[WHAT TO DO] Return each line of the data below that contains the string "anyhow".

=== EXTRACTED INFORMATION ===

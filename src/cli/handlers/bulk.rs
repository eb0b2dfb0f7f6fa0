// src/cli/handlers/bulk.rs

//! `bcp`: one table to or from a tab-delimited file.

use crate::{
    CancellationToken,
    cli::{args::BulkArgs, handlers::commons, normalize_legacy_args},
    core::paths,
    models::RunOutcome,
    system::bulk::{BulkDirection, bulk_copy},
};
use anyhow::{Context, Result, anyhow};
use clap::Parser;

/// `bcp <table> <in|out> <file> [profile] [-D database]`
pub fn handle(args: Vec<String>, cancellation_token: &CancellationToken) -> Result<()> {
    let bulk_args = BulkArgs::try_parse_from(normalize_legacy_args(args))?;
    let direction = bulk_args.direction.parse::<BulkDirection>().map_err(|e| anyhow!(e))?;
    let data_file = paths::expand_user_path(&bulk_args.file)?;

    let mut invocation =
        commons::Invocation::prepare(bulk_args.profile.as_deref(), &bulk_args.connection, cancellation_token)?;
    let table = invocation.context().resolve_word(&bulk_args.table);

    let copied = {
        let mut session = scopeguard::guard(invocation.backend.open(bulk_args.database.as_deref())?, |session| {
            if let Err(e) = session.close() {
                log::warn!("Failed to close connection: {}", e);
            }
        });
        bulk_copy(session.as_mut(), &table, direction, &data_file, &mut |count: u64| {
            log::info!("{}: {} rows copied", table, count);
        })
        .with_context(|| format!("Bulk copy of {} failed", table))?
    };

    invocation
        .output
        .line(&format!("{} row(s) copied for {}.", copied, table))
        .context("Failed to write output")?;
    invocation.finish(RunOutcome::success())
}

===

[RESPONSE BOX]
use anyhow::{Context, Result, anyhow};
    let direction = bulk_args.direction.parse::<BulkDirection>().map_err(|e| anyhow!(e))?;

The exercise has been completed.